◆ **Exercise description**
For this exercise, copy out each line of the material below that includes "filter".

Top of Available data

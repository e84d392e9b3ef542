//! Object placement and constraint application.
//!
//! `width`/`height` are the unscaled footprint; `scale_x`/`scale_y`
//! accumulate multiplicatively and default to 1 when absent.

use crate::geometry::{Bounds, snap_to_grid};
use kurbo::Point;
use serde::{Deserialize, Serialize};

/// Width/height substituted for a non-finite or non-positive dimension.
pub const FALLBACK_DIMENSION: f64 = 1.0;

#[derive(Debug, Clone, Copy, PartialEq, Serialize, Deserialize)]
pub struct Transform {
    pub x: f64,
    pub y: f64,
    pub width: f64,
    pub height: f64,
    /// Degrees, clockwise.
    pub rotation: f64,
    #[serde(default, skip_serializing_if = "Option::is_none")]
    pub scale_x: Option<f64>,
    #[serde(default, skip_serializing_if = "Option::is_none")]
    pub scale_y: Option<f64>,
}

impl Transform {
    /// Identity placement at the origin with the given footprint.
    pub fn new(width: f64, height: f64) -> Self {
        Self {
            x: 0.0,
            y: 0.0,
            width,
            height,
            rotation: 0.0,
            scale_x: None,
            scale_y: None,
        }
    }

    pub fn at(mut self, x: f64, y: f64) -> Self {
        self.x = x;
        self.y = y;
        self
    }

    pub fn translate(self, dx: f64, dy: f64) -> Self {
        self.at(self.x + dx, self.y + dy)
    }

    /// Multiply the accumulated scale factors.
    pub fn scale(mut self, sx: f64, sy: f64) -> Self {
        self.scale_x = Some(self.scale_x() * sx);
        self.scale_y = Some(self.scale_y() * sy);
        self
    }

    pub fn rotate(mut self, degrees: f64) -> Self {
        self.rotation += degrees;
        self
    }

    /// Fresh transform with the given footprint; everything else defaulted.
    pub fn reset(width: f64, height: f64) -> Self {
        Self::new(width, height)
    }

    pub fn scale_x(&self) -> f64 {
        self.scale_x.unwrap_or(1.0)
    }

    pub fn scale_y(&self) -> f64 {
        self.scale_y.unwrap_or(1.0)
    }

    /// Footprint after scaling.
    pub fn effective_size(&self) -> (f64, f64) {
        (self.width * self.scale_x(), self.height * self.scale_y())
    }

    pub fn bounds(&self) -> Bounds {
        let (w, h) = self.effective_size();
        Bounds::new(self.x, self.y, w, h)
    }

    pub fn center(&self) -> Point {
        self.bounds().center()
    }

    /// Replace anything non-finite or non-positive with a usable value.
    fn sanitized(mut self) -> Self {
        let finite_or = |v: f64, fallback: f64| if v.is_finite() { v } else { fallback };
        self.x = finite_or(self.x, 0.0);
        self.y = finite_or(self.y, 0.0);
        self.rotation = finite_or(self.rotation, 0.0);
        self.width = positive_dimension(self.width);
        self.height = positive_dimension(self.height);
        self.scale_x = self.scale_x.filter(|s| s.is_finite() && *s > 0.0);
        self.scale_y = self.scale_y.filter(|s| s.is_finite() && *s > 0.0);
        self
    }
}

fn positive_dimension(v: f64) -> f64 {
    if v.is_finite() && v > 0.0 { v } else { FALLBACK_DIMENSION }
}

/// Limits applied by [`apply_constraints`]. Every field is optional.
#[derive(Debug, Clone, Copy, PartialEq, Default, Serialize, Deserialize)]
#[serde(default)]
pub struct TransformConstraints {
    /// Snap the position to multiples of this size.
    pub grid_size: Option<f64>,
    pub maintain_aspect_ratio: bool,
    pub min_width: Option<f64>,
    pub max_width: Option<f64>,
    pub min_height: Option<f64>,
    pub max_height: Option<f64>,
    /// Keep the whole footprint (not just the origin) inside this box.
    pub bounds: Option<Bounds>,
}

/// Apply constraints in a fixed order: grid snap → aspect ratio → size
/// clamp → position bounds. Never fails; out-of-range input is clamped.
pub fn apply_constraints(transform: Transform, constraints: &TransformConstraints) -> Transform {
    let mut t = transform.sanitized();

    if let Some(grid) = constraints.grid_size {
        (t.x, t.y) = snap_to_grid(t.x, t.y, grid, true);
    }

    if constraints.maintain_aspect_ratio {
        let (sx, sy) = (t.scale_x(), t.scale_y());
        if sx != 1.0 {
            t.scale_y = Some(sx);
        } else if sy != 1.0 {
            t.scale_x = Some(sy);
        }
    }

    t.width = clamp_dimension(t.width, constraints.min_width, constraints.max_width);
    t.height = clamp_dimension(t.height, constraints.min_height, constraints.max_height);

    if let Some(b) = constraints.bounds {
        t.x = t.x.min(b.right() - t.width).max(b.x);
        t.y = t.y.min(b.bottom() - t.height).max(b.y);
    }

    t
}

fn clamp_dimension(v: f64, min: Option<f64>, max: Option<f64>) -> f64 {
    let mut v = v;
    if let Some(max) = max.filter(|m| m.is_finite()) {
        v = v.min(max);
    }
    if let Some(min) = min.filter(|m| m.is_finite()) {
        v = v.max(min);
    }
    positive_dimension(v)
}

#[cfg(test)]
mod tests {
    use super::*;
    use pretty_assertions::assert_eq;

    #[test]
    fn scale_accumulates() {
        let t = Transform::new(10.0, 20.0).scale(2.0, 3.0).scale(0.5, 2.0);
        assert_eq!((t.scale_x(), t.scale_y()), (1.0, 6.0));
        assert_eq!(t.effective_size(), (10.0, 120.0));
    }

    #[test]
    fn rotate_is_additive() {
        let t = Transform::new(1.0, 1.0).rotate(30.0).rotate(45.0);
        assert_eq!(t.rotation, 75.0);
    }

    #[test]
    fn reset_defaults_everything_else() {
        let t = Transform::reset(40.0, 30.0);
        assert_eq!(t, Transform::new(40.0, 30.0));
        assert_eq!(t.scale_x, None);
    }

    #[test]
    fn constraints_run_in_order() {
        let constraints = TransformConstraints {
            grid_size: Some(10.0),
            maintain_aspect_ratio: true,
            min_width: Some(20.0),
            max_width: Some(50.0),
            bounds: Some(Bounds::new(0.0, 0.0, 100.0, 100.0)),
            ..Default::default()
        };
        let t = Transform {
            x: 94.0,
            y: -3.0,
            width: 80.0,
            height: 10.0,
            rotation: 0.0,
            scale_x: Some(2.0),
            scale_y: None,
        };
        let out = apply_constraints(t, &constraints);
        assert_eq!(out.scale_y, Some(2.0));
        assert_eq!(out.width, 50.0);
        // right edge clamp uses the clamped width: 100 - 50
        assert_eq!(out.x, 50.0);
        assert_eq!(out.y, 0.0);
    }

    #[test]
    fn aspect_ratio_uses_non_default_y_axis() {
        let t = Transform::new(10.0, 10.0).scale(1.0, 3.0);
        let out = apply_constraints(
            t,
            &TransformConstraints {
                maintain_aspect_ratio: true,
                ..Default::default()
            },
        );
        assert_eq!((out.scale_x(), out.scale_y()), (3.0, 3.0));
    }

    #[test]
    fn constraints_are_idempotent() {
        let constraints = TransformConstraints {
            grid_size: Some(5.0),
            maintain_aspect_ratio: true,
            min_width: Some(10.0),
            max_height: Some(40.0),
            bounds: Some(Bounds::new(0.0, 0.0, 200.0, 200.0)),
            ..Default::default()
        };
        let t = Transform {
            x: 187.0,
            y: 13.0,
            width: 4.0,
            height: 90.0,
            rotation: 12.0,
            scale_x: None,
            scale_y: Some(1.5),
        };
        let once = apply_constraints(t, &constraints);
        let twice = apply_constraints(once, &constraints);
        assert_eq!(once, twice);
    }

    #[test]
    fn sub_unit_sizes_are_kept() {
        let out = apply_constraints(Transform::new(0.5, 0.25), &TransformConstraints::default());
        assert_eq!((out.width, out.height), (0.5, 0.25));

        let clamped = apply_constraints(
            Transform::new(0.5, 0.25),
            &TransformConstraints {
                max_width: Some(0.1),
                min_height: Some(0.3),
                ..Default::default()
            },
        );
        assert_eq!((clamped.width, clamped.height), (0.1, 0.3));
    }

    #[test]
    fn off_grid_lower_bound_is_not_idempotent() {
        // Snap puts x on 0, the bound pulls it back to 7, and the next pass
        // snaps 7 up to 10.
        let constraints = TransformConstraints {
            grid_size: Some(10.0),
            bounds: Some(Bounds::new(7.0, 7.0, 100.0, 100.0)),
            ..Default::default()
        };
        let once = apply_constraints(Transform::new(20.0, 20.0).at(3.0, 3.0), &constraints);
        let twice = apply_constraints(once, &constraints);
        assert_eq!((once.x, once.y), (7.0, 7.0));
        assert_eq!((twice.x, twice.y), (10.0, 10.0));
    }

    #[test]
    fn never_produces_nan_or_non_positive_size() {
        let t = Transform {
            x: f64::NAN,
            y: f64::INFINITY,
            width: -5.0,
            height: f64::NAN,
            rotation: f64::NAN,
            scale_x: Some(f64::NAN),
            scale_y: Some(0.0),
        };
        let out = apply_constraints(t, &TransformConstraints::default());
        assert_eq!(out.x, 0.0);
        assert_eq!(out.y, 0.0);
        assert!(out.width > 0.0 && out.height > 0.0);
        assert_eq!(out.rotation, 0.0);
        assert_eq!((out.scale_x, out.scale_y), (None, None));
    }
}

Bottom of Available data

◆ **Exercise output**
        self.scale_x = self.scale_x.filter(|s| s.is_finite() && *s > 0.0);
        self.scale_y = self.scale_y.filter(|s| s.is_finite() && *s > 0.0);
    if let Some(max) = max.filter(|m| m.is_finite()) {
    if let Some(min) = min.filter(|m| m.is_finite()) {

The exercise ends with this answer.